• [Work instruction]: Start at the line in the entries below that contains "date(2026, 1, 31))", stop at the line that contains "ILIKE $3 ESCAPE", and output exactly the lines in that span, both ends included.

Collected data

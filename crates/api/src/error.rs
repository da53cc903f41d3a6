//! HTTP error responses.
//!
//! Layer errors are mapped onto `AppError`, which decides the status code.
//! Bodies have the shape `{"error": {"code": ..., "message": ...}}`.

use axum::{
    Json,
    http::StatusCode,
    response::{IntoResponse, Response},
};
use serde::Serialize;
use tracing::error;

use arap_core::export::ExportError;
use arap_core::invoice::InvoiceError;
use arap_core::query::QueryError;
use arap_core::reports::ReportError;
use arap_core::source::FetchError;
use arap_shared::AppError;

/// Error payload.
#[derive(Debug, Clone, PartialEq, Eq, Serialize)]
pub struct ErrorBody {
    /// Machine-readable code, e.g. `VALIDATION_ERROR`.
    pub code: &'static str,
    /// Human-readable message.
    pub message: String,
}

/// Error envelope returned by every failing endpoint.
#[derive(Debug, Clone, PartialEq, Eq, Serialize)]
pub struct ErrorResponse {
    /// The error.
    pub error: ErrorBody,
}

impl From<&AppError> for ErrorResponse {
    fn from(err: &AppError) -> Self {
        Self {
            error: ErrorBody {
                code: err.error_code(),
                message: err.to_string(),
            },
        }
    }
}

/// Handler error wrapping `AppError`.
#[derive(Debug)]
pub struct ApiError(pub AppError);

impl ApiError {
    /// Shorthand for a validation failure.
    pub fn validation(message: impl Into<String>) -> Self {
        Self(AppError::Validation(message.into()))
    }
}

impl From<AppError> for ApiError {
    fn from(err: AppError) -> Self {
        Self(err)
    }
}

impl From<InvoiceError> for ApiError {
    fn from(err: InvoiceError) -> Self {
        match err {
            InvoiceError::UnknownLedger(_) => Self(AppError::NotFound(err.to_string())),
            other => Self(AppError::Validation(other.to_string())),
        }
    }
}

impl From<QueryError> for ApiError {
    fn from(err: QueryError) -> Self {
        match err {
            QueryError::Invoice(inner) => inner.into(),
            other => Self(AppError::Validation(other.to_string())),
        }
    }
}

impl From<FetchError> for ApiError {
    fn from(err: FetchError) -> Self {
        Self(AppError::FetchFailed(err.to_string()))
    }
}

impl From<ReportError> for ApiError {
    fn from(err: ReportError) -> Self {
        match err {
            ReportError::Query(e) => e.into(),
            ReportError::Fetch(e) => e.into(),
        }
    }
}

impl From<ExportError> for ApiError {
    fn from(err: ExportError) -> Self {
        Self(AppError::Export(err.to_string()))
    }
}

impl IntoResponse for ApiError {
    fn into_response(self) -> Response {
        let status =
            StatusCode::from_u16(self.0.status_code()).unwrap_or(StatusCode::INTERNAL_SERVER_ERROR);
        if status.is_server_error() {
            error!(error = %self.0, code = self.0.error_code(), "Request failed");
        }
        (status, Json(ErrorResponse::from(&self.0))).into_response()
    }
}
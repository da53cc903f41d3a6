//! Aging bucket classification.
//!
//! Buckets are fixed-width ranges of days past due:
//!
//! | days overdue | bucket   |
//! |--------------|----------|
//! | `<= 0`       | `NotDue` |
//! | `1..=30`     | `1-30`   |
//! | `31..=60`    | `31-60`  |
//! | `61..=90`    | `61-90`  |
//! | `> 90`       | `90+`    |

use std::fmt;

use serde::{Deserialize, Serialize};

/// How overdue an invoice is.
#[derive(Debug, Clone, Copy, PartialEq, Eq, PartialOrd, Ord, Hash, Serialize, Deserialize)]
pub enum AgingBucket {
    /// Not yet past due.
    #[serde(rename = "NotDue")]
    NotDue,
    /// 1 to 30 days past due.
    #[serde(rename = "1-30")]
    Days1To30,
    /// 31 to 60 days past due.
    #[serde(rename = "31-60")]
    Days31To60,
    /// 61 to 90 days past due.
    #[serde(rename = "61-90")]
    Days61To90,
    /// More than 90 days past due.
    #[serde(rename = "90+")]
    Over90,
}

impl AgingBucket {
    /// All buckets, youngest first.
    pub const ALL: [Self; 5] = [
        Self::NotDue,
        Self::Days1To30,
        Self::Days31To60,
        Self::Days61To90,
        Self::Over90,
    ];

    /// Classifies a days-overdue count. Total over all of `i64`.
    #[must_use]
    pub const fn from_days(days_overdue: i64) -> Self {
        match days_overdue {
            i64::MIN..=0 => Self::NotDue,
            1..=30 => Self::Days1To30,
            31..=60 => Self::Days31To60,
            61..=90 => Self::Days61To90,
            _ => Self::Over90,
        }
    }

    /// Display label.
    #[must_use]
    pub const fn label(self) -> &'static str {
        match self {
            Self::NotDue => "NotDue",
            Self::Days1To30 => "1-30",
            Self::Days31To60 => "31-60",
            Self::Days61To90 => "61-90",
            Self::Over90 => "90+",
        }
    }
}

impl fmt::Display for AgingBucket {
    fn fmt(&self, f: &mut fmt::Formatter<'_>) -> fmt::Result {
        f.write_str(self.label())
    }
}

impl std::str::FromStr for AgingBucket {
    type Err = String;

    fn from_str(s: &str) -> Result<Self, Self::Err> {
        Self::ALL
            .into_iter()
            .find(|bucket| bucket.label() == s.trim())
            .ok_or_else(|| format!("Unknown aging bucket: {s}"))
    }
}

#[cfg(test)]
mod tests {
    use super::*;
    use proptest::prelude::*;
    use rstest::rstest;

    #[rstest]
    #[case(-400, AgingBucket::NotDue)]
    #[case(0, AgingBucket::NotDue)]
    #[case(1, AgingBucket::Days1To30)]
    #[case(30, AgingBucket::Days1To30)]
    #[case(31, AgingBucket::Days31To60)]
    #[case(60, AgingBucket::Days31To60)]
    #[case(61, AgingBucket::Days61To90)]
    #[case(90, AgingBucket::Days61To90)]
    #[case(91, AgingBucket::Over90)]
    #[case(9999, AgingBucket::Over90)]
    fn test_bucket_thresholds(#[case] days: i64, #[case] expected: AgingBucket) {
        assert_eq!(AgingBucket::from_days(days), expected);
    }

    #[test]
    fn test_label_round_trip() {
        for bucket in AgingBucket::ALL {
            assert_eq!(bucket.label().parse::<AgingBucket>().unwrap(), bucket);
        }
        assert!("100+".parse::<AgingBucket>().is_err());
    }

    proptest! {
        /// Older invoices never land in a younger bucket.
        #[test]
        fn prop_bucket_is_monotone(a in any::<i64>(), b in any::<i64>()) {
            let (lo, hi) = if a <= b { (a, b) } else { (b, a) };
            prop_assert!(AgingBucket::from_days(lo) <= AgingBucket::from_days(hi));
        }
    }
}
//! Parameterized SQL construction for invoice reads.
//!
//! User input only ever travels as bound parameters; the SQL text contains
//! nothing but fixed identifiers and `$n` placeholders.

use chrono::NaiveDate;
use serde::Serialize;

use super::error::QueryError;
use super::filter::InvoiceFilter;
use crate::invoice::InvoiceLedger;

/// A value bound to a `$n` placeholder.
#[derive(Debug, Clone, PartialEq, Eq, Serialize)]
#[serde(tag = "type", content = "value", rename_all = "lowercase")]
pub enum QueryParam {
    /// Text value.
    Text(String),
    /// Calendar date.
    Date(NaiveDate),
}

/// Collects WHERE conditions and their bindings, numbering placeholders as they are added.
#[derive(Debug, Default)]
pub struct WhereBuilder {
    conditions: Vec<String>,
    bindings: Vec<QueryParam>,
}

impl WhereBuilder {
    /// Creates an empty builder.
    #[must_use]
    pub fn new() -> Self {
        Self::default()
    }

    fn bind(&mut self, value: QueryParam) -> String {
        self.bindings.push(value);
        format!("${}", self.bindings.len())
    }

    /// Adds `column BETWEEN $a AND $b`.
    pub fn add_between(&mut self, column: &str, start: NaiveDate, end: NaiveDate) -> &mut Self {
        let lo = self.bind(QueryParam::Date(start));
        let hi = self.bind(QueryParam::Date(end));
        self.conditions.push(format!("{column} BETWEEN {lo} AND {hi}"));
        self
    }

    /// Adds a case-insensitive, literal substring match on `column`.
    pub fn add_contains(&mut self, column: &str, needle: &str) -> &mut Self {
        let pattern = format!("%{}%", escape_like(needle));
        let placeholder = self.bind(QueryParam::Text(pattern));
        self.conditions
            .push(format!("{column} ILIKE {placeholder} ESCAPE '\\'"));
        self
    }

    /// Adds `column IN ($a, $b, ...)`. No-op for an empty slice.
    pub fn add_in<S: AsRef<str>>(&mut self, column: &str, values: &[S]) -> &mut Self {
        if values.is_empty() {
            return self;
        }
        let placeholders: Vec<String> = values
            .iter()
            .map(|v| self.bind(QueryParam::Text(v.as_ref().to_string())))
            .collect();
        self.conditions
            .push(format!("{column} IN ({})", placeholders.join(", ")));
        self
    }

    /// Builds the WHERE clause (empty if no conditions).
    #[must_use]
    pub fn build_where_clause(&self) -> String {
        if self.conditions.is_empty() {
            String::new()
        } else {
            format!(" WHERE {}", self.conditions.join(" AND "))
        }
    }

    /// Consumes the builder, returning the clause and its bindings.
    #[must_use]
    pub fn finish(self) -> (String, Vec<QueryParam>) {
        (self.build_where_clause(), self.bindings)
    }
}

/// Escapes `\`, `%` and `_` so they match literally under `ESCAPE '\'`.
#[must_use]
pub fn escape_like(raw: &str) -> String {
    let mut escaped = String::with_capacity(raw.len());
    for c in raw.chars() {
        if matches!(c, '\\' | '%' | '_') {
            escaped.push('\\');
        }
        escaped.push(c);
    }
    escaped
}

/// A ready-to-execute read against one invoice table.
#[derive(Debug, Clone, PartialEq, Eq, Serialize)]
pub struct InvoiceQuery {
    /// Target ledger.
    pub ledger: InvoiceLedger,
    /// SQL text with `$n` placeholders.
    pub sql: String,
    /// Values for the placeholders, in order.
    pub params: Vec<QueryParam>,
    /// The filter the query was built from.
    pub filter: InvoiceFilter,
}

impl InvoiceQuery {
    /// Builds the read for `ledger` restricted by `filter`.
    ///
    /// Empty filters add no condition, so the default filter selects the whole table.
    pub fn build(ledger: InvoiceLedger, filter: &InvoiceFilter) -> Result<Self, QueryError> {
        let mut builder = WhereBuilder::new();

        if let Some(range) = filter.date_range {
            if range.start > range.end {
                return Err(QueryError::InvalidDateRange {
                    start: range.start,
                    end: range.end,
                });
            }
            builder.add_between("INVOICEDATE", range.start, range.end);
        }
        if let Some(name) = filter.name_filter() {
            builder.add_contains(ledger.counterparty_column(), name);
        }
        if let Some(statuses) = filter.status_filter() {
            let labels: Vec<&str> = statuses.iter().map(|s| s.as_str()).collect();
            builder.add_in("STATUS", &labels);
        }

        let (where_clause, params) = builder.finish();
        let sql = format!(
            "SELECT INVOICEID AS id, {counterparty} AS counterparty_name, \
             INVOICEDATE AS invoice_date, DUEDATE AS due_date, \
             INVOICEAMOUNT AS amount, STATUS AS status \
             FROM {table}{where_clause} ORDER BY INVOICEDATE, INVOICEID",
            counterparty = ledger.counterparty_column(),
            table = ledger.table(),
        );

        Ok(Self {
            ledger,
            sql,
            params,
            filter: filter.clone(),
        })
    }
}

#[cfg(test)]
mod tests {
    use super::*;
    use crate::invoice::InvoiceStatus;
    use crate::query::filter::DateRange;
    use proptest::prelude::*;

    fn date(y: i32, m: u32, d: u32) -> NaiveDate {
        NaiveDate::from_ymd_opt(y, m, d).unwrap()
    }

    #[test]
    fn test_empty_where_clause() {
        let builder = WhereBuilder::new();
        assert_eq!(builder.build_where_clause(), "");
    }

    #[test]
    fn test_placeholders_are_numbered_in_order() {
        let mut builder = WhereBuilder::new();
        builder
            .add_between("INVOICEDATE", date(2026, 1, 1), date(2026, 1, 31))
            .add_in("STATUS", &["Paid", "Unpaid"]);
        assert_eq!(
            builder.build_where_clause(),
            " WHERE INVOICEDATE BETWEEN $1 AND $2 AND STATUS IN ($3, $4)"
        );
    }

    #[test]
    fn test_add_in_empty_is_noop() {
        let mut builder = WhereBuilder::new();
        builder.add_in::<&str>("STATUS", &[]);
        assert_eq!(builder.build_where_clause(), "");
    }

    #[test]
    fn test_escape_like() {
        assert_eq!(escape_like("50%_off\\"), "50\\%\\_off\\\\");
        assert_eq!(escape_like("O'Brien"), "O'Brien");
    }

    #[test]
    fn test_unfiltered_query_has_no_where() {
        let query = InvoiceQuery::build(InvoiceLedger::Receivables, &InvoiceFilter::default())
            .unwrap();
        assert!(!query.sql.contains("WHERE"));
        assert!(query.sql.contains("FROM AR_INVOICES"));
        assert!(query.sql.contains("CUSTOMERNAME AS counterparty_name"));
        assert!(query.params.is_empty());
    }

    #[test]
    fn test_all_statuses_is_unconstrained() {
        let filter = InvoiceStatus::ALL
            .into_iter()
            .fold(InvoiceFilter::default(), InvoiceFilter::with_status);
        let query = InvoiceQuery::build(InvoiceLedger::Payables, &filter).unwrap();
        assert!(!query.sql.contains("WHERE"));
    }

    #[test]
    fn test_full_filter() {
        let filter = InvoiceFilter::default()
            .with_date_range(DateRange::new(date(2026, 1, 1), date(2026, 3, 31)).unwrap())
            .with_name("Globex")
            .with_status(InvoiceStatus::Unpaid)
            .with_status(InvoiceStatus::PartiallyPaid);
        let query = InvoiceQuery::build(InvoiceLedger::Payables, &filter).unwrap();

        assert!(query.sql.contains("FROM AP_INVOICES WHERE INVOICEDATE BETWEEN $1 AND $2"));
        assert!(query.sql.contains("VENDORNAME ILIKE $3 ESCAPE '\\'"));
        assert!(query.sql.contains("STATUS IN ($4, $5)"));
        assert_eq!(
            query.params,
            vec![
                QueryParam::Date(date(2026, 1, 1)),
                QueryParam::Date(date(2026, 3, 31)),
                QueryParam::Text("%Globex%".to_string()),
                QueryParam::Text("Unpaid".to_string()),
                QueryParam::Text("Partially Paid".to_string()),
            ]
        );
    }

    #[test]
    fn test_reversed_range_is_rejected() {
        let filter = InvoiceFilter {
            date_range: Some(DateRange {
                start: date(2026, 2, 1),
                end: date(2026, 1, 1),
            }),
            ..InvoiceFilter::default()
        };
        assert!(InvoiceQuery::build(InvoiceLedger::Receivables, &filter).is_err());
    }

    #[test]
    fn test_padded_name_binds_trimmed_pattern() {
        let filter = InvoiceFilter::default().with_name(" acme ");
        let query = InvoiceQuery::build(InvoiceLedger::Receivables, &filter).unwrap();
        assert_eq!(query.params, vec![QueryParam::Text("%acme%".to_string())]);
    }

    #[test]
    fn test_injection_attempt_stays_in_parameter() {
        let hostile = "x'; DROP TABLE AR_INVOICES; --";
        let filter = InvoiceFilter::default().with_name(hostile);
        let query = InvoiceQuery::build(InvoiceLedger::Receivables, &filter).unwrap();

        assert!(!query.sql.contains("DROP"));
        assert_eq!(
            query.params,
            vec![QueryParam::Text(format!("%{hostile}%"))]
        );
    }

    proptest! {
        /// Whatever the user types, the SQL text is the same fixed template.
        #[test]
        fn prop_name_never_reaches_sql_text(name in "\\PC{1,40}") {
            prop_assume!(!name.trim().is_empty());
            let filter = InvoiceFilter::default().with_name(name.clone());
            let query = InvoiceQuery::build(InvoiceLedger::Receivables, &filter).unwrap();
            let template = InvoiceQuery::build(
                InvoiceLedger::Receivables,
                &InvoiceFilter::default().with_name("placeholder"),
            )
            .unwrap();

            prop_assert_eq!(&query.sql, &template.sql);
            prop_assert_eq!(query.params.len(), 1);
        }
    }
}
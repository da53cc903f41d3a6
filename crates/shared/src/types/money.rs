//! Decimal helpers for monetary aggregation.
//!
//! CRITICAL: Never use floating-point for money calculations.
//! Everything here works on `rust_decimal::Decimal`.

use rust_decimal::{Decimal, RoundingStrategy};

/// Decimal places kept for ratios and means in reports.
pub const REPORT_SCALE: u32 = 2;

/// Divides `numerator` by `denominator`, returning zero when the denominator is zero.
#[must_use]
pub fn safe_div(numerator: Decimal, denominator: Decimal) -> Decimal {
    numerator.checked_div(denominator).unwrap_or(Decimal::ZERO)
}

/// Arithmetic mean of `values`, zero for an empty input.
#[must_use]
pub fn mean<I>(values: I) -> Decimal
where
    I: IntoIterator<Item = Decimal>,
{
    let (sum, count) = values
        .into_iter()
        .fold((Decimal::ZERO, 0u64), |(sum, count), v| (sum + v, count + 1));
    safe_div(sum, Decimal::from(count))
}

/// Rounds a ratio or mean to [`REPORT_SCALE`] places, half away from zero.
#[must_use]
pub fn round_report(value: Decimal) -> Decimal {
    value.round_dp_with_strategy(REPORT_SCALE, RoundingStrategy::MidpointAwayFromZero)
}
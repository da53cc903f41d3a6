//! CSV export of report rows.
//!
//! Header:
//! `id,counterparty_name,invoice_date,due_date,amount,status,days_overdue,aging_bucket,invoice_month`
//!
//! Reading accepts the same layout; the derived columns may be absent and are ignored.

use std::io::{Read, Write};

use chrono::NaiveDate;
use csv::{ReaderBuilder, Terminator, WriterBuilder};
use rust_decimal::Decimal;
use serde::{Deserialize, Serialize};
use thiserror::Error;

use crate::invoice::{Invoice, InvoiceRow, InvoiceStatus};

/// Errors from CSV export and import.
#[derive(Debug, Error)]
pub enum ExportError {
    /// CSV encoding/decoding error.
    #[error("CSV error: {0}")]
    Csv(#[from] csv::Error),

    /// Underlying writer failed.
    #[error("I/O error: {0}")]
    Io(#[from] std::io::Error),

    /// A field could not be parsed.
    #[error("Parse error: {0}")]
    Parse(String),
}

/// Column names of an exported document, in order.
pub const CSV_HEADER: [&str; 9] = [
    "id",
    "counterparty_name",
    "invoice_date",
    "due_date",
    "amount",
    "status",
    "days_overdue",
    "aging_bucket",
    "invoice_month",
];

#[derive(Serialize)]
struct CsvOutRow<'a> {
    id: &'a str,
    counterparty_name: &'a str,
    invoice_date: String,
    due_date: String,
    amount: String,
    status: &'static str,
    days_overdue: i64,
    aging_bucket: &'static str,
    invoice_month: String,
}

#[derive(Deserialize)]
struct CsvInRow {
    id: String,
    counterparty_name: String,
    invoice_date: String,
    due_date: String,
    amount: String,
    status: String,
}

/// Writes rows as CSV. The header line is written even when `rows` is empty.
///
/// # Errors
///
/// Returns an error if encoding or the underlying writer fails.
pub fn write_csv<W: Write>(writer: W, rows: &[InvoiceRow]) -> Result<(), ExportError> {
    let mut wtr = WriterBuilder::new()
        .has_headers(false)
        .terminator(Terminator::Any(b'\n'))
        .from_writer(writer);
    wtr.write_record(CSV_HEADER)?;
    for row in rows {
        let inv = &row.invoice;
        wtr.serialize(CsvOutRow {
            id: &inv.id,
            counterparty_name: &inv.counterparty_name,
            invoice_date: inv.invoice_date.format("%Y-%m-%d").to_string(),
            due_date: inv.due_date.format("%Y-%m-%d").to_string(),
            amount: inv.amount.to_string(),
            status: inv.status.as_str(),
            days_overdue: row.days_overdue,
            aging_bucket: row.aging_bucket.label(),
            invoice_month: row.invoice_month.to_string(),
        })?;
    }
    wtr.flush()?;
    Ok(())
}

/// Writes rows to an in-memory CSV document.
///
/// # Errors
///
/// Returns an error if encoding fails.
pub fn to_csv_bytes(rows: &[InvoiceRow]) -> Result<Vec<u8>, ExportError> {
    let mut out = Vec::new();
    write_csv(&mut out, rows)?;
    Ok(out)
}

/// Reads invoices from CSV produced by [`write_csv`].
///
/// # Errors
///
/// Returns `ExportError::Parse` for malformed dates, amounts or statuses.
pub fn read_csv<R: Read>(reader: R) -> Result<Vec<Invoice>, ExportError> {
    let mut rdr = ReaderBuilder::new().flexible(true).from_reader(reader);
    let mut invoices = Vec::new();

    for rec in rdr.deserialize::<CsvInRow>() {
        let row = rec?;
        let invoice = Invoice {
            invoice_date: parse_date(&row.invoice_date, "invoice_date")?,
            due_date: parse_date(&row.due_date, "due_date")?,
            amount: row
                .amount
                .trim()
                .parse::<Decimal>()
                .map_err(|e| ExportError::Parse(format!("amount: {e}")))?,
            status: row
                .status
                .parse::<InvoiceStatus>()
                .map_err(|e| ExportError::Parse(e.to_string()))?,
            id: row.id,
            counterparty_name: row.counterparty_name,
        };
        invoice
            .validate()
            .map_err(|e| ExportError::Parse(e.to_string()))?;
        invoices.push(invoice);
    }

    Ok(invoices)
}

fn parse_date(raw: &str, field: &str) -> Result<NaiveDate, ExportError> {
    NaiveDate::parse_from_str(raw.trim(), "%Y-%m-%d")
        .map_err(|e| ExportError::Parse(format!("{field}: {e}")))
}
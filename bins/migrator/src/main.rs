//! Migration runner for the development invoice tables.
//!
//! Reads `DATABASE_URL` (from the environment or `.env`), unlike the server and
//! seeder which read `ARAP__WAREHOUSE__URL`. Point both at the same database in
//! local setups.
//!
//! Usage:
//!   migrator up      - Create `ar_invoices` and `ap_invoices`
//!   migrator down    - Drop them
//!   migrator status  - Show migration status
//!   migrator fresh   - Drop everything and re-run

use arap_db::migration::Migrator;
use sea_orm_migration::prelude::*;

#[tokio::main]
async fn main() {
    dotenvy::dotenv().ok();

    cli::run_cli(Migrator).await;
}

• [Answer for the task]:
            .add_between("INVOICEDATE", date(2026, 1, 1), date(2026, 1, 31))
            .add_in("STATUS", &["Paid", "Unpaid"]);
        assert_eq!(
            builder.build_where_clause(),
            " WHERE INVOICEDATE BETWEEN $1 AND $2 AND STATUS IN ($3, $4)"
        );
    }

    #[test]
    fn test_add_in_empty_is_noop() {
        let mut builder = WhereBuilder::new();
        builder.add_in::<&str>("STATUS", &[]);
        assert_eq!(builder.build_where_clause(), "");
    }

    #[test]
    fn test_escape_like() {
        assert_eq!(escape_like("50%_off\\"), "50\\%\\_off\\\\");
        assert_eq!(escape_like("O'Brien"), "O'Brien");
    }

    #[test]
    fn test_unfiltered_query_has_no_where() {
        let query = InvoiceQuery::build(InvoiceLedger::Receivables, &InvoiceFilter::default())
            .unwrap();
        assert!(!query.sql.contains("WHERE"));
        assert!(query.sql.contains("FROM AR_INVOICES"));
        assert!(query.sql.contains("CUSTOMERNAME AS counterparty_name"));
        assert!(query.params.is_empty());
    }

    #[test]
    fn test_all_statuses_is_unconstrained() {
        let filter = InvoiceStatus::ALL
            .into_iter()
            .fold(InvoiceFilter::default(), InvoiceFilter::with_status);
        let query = InvoiceQuery::build(InvoiceLedger::Payables, &filter).unwrap();
        assert!(!query.sql.contains("WHERE"));
    }

    #[test]
    fn test_full_filter() {
        let filter = InvoiceFilter::default()
            .with_date_range(DateRange::new(date(2026, 1, 1), date(2026, 3, 31)).unwrap())
            .with_name("Globex")
            .with_status(InvoiceStatus::Unpaid)
            .with_status(InvoiceStatus::PartiallyPaid);
        let query = InvoiceQuery::build(InvoiceLedger::Payables, &filter).unwrap();

        assert!(query.sql.contains("FROM AP_INVOICES WHERE INVOICEDATE BETWEEN $1 AND $2"));
        assert!(query.sql.contains("VENDORNAME ILIKE $3 ESCAPE '\\'"));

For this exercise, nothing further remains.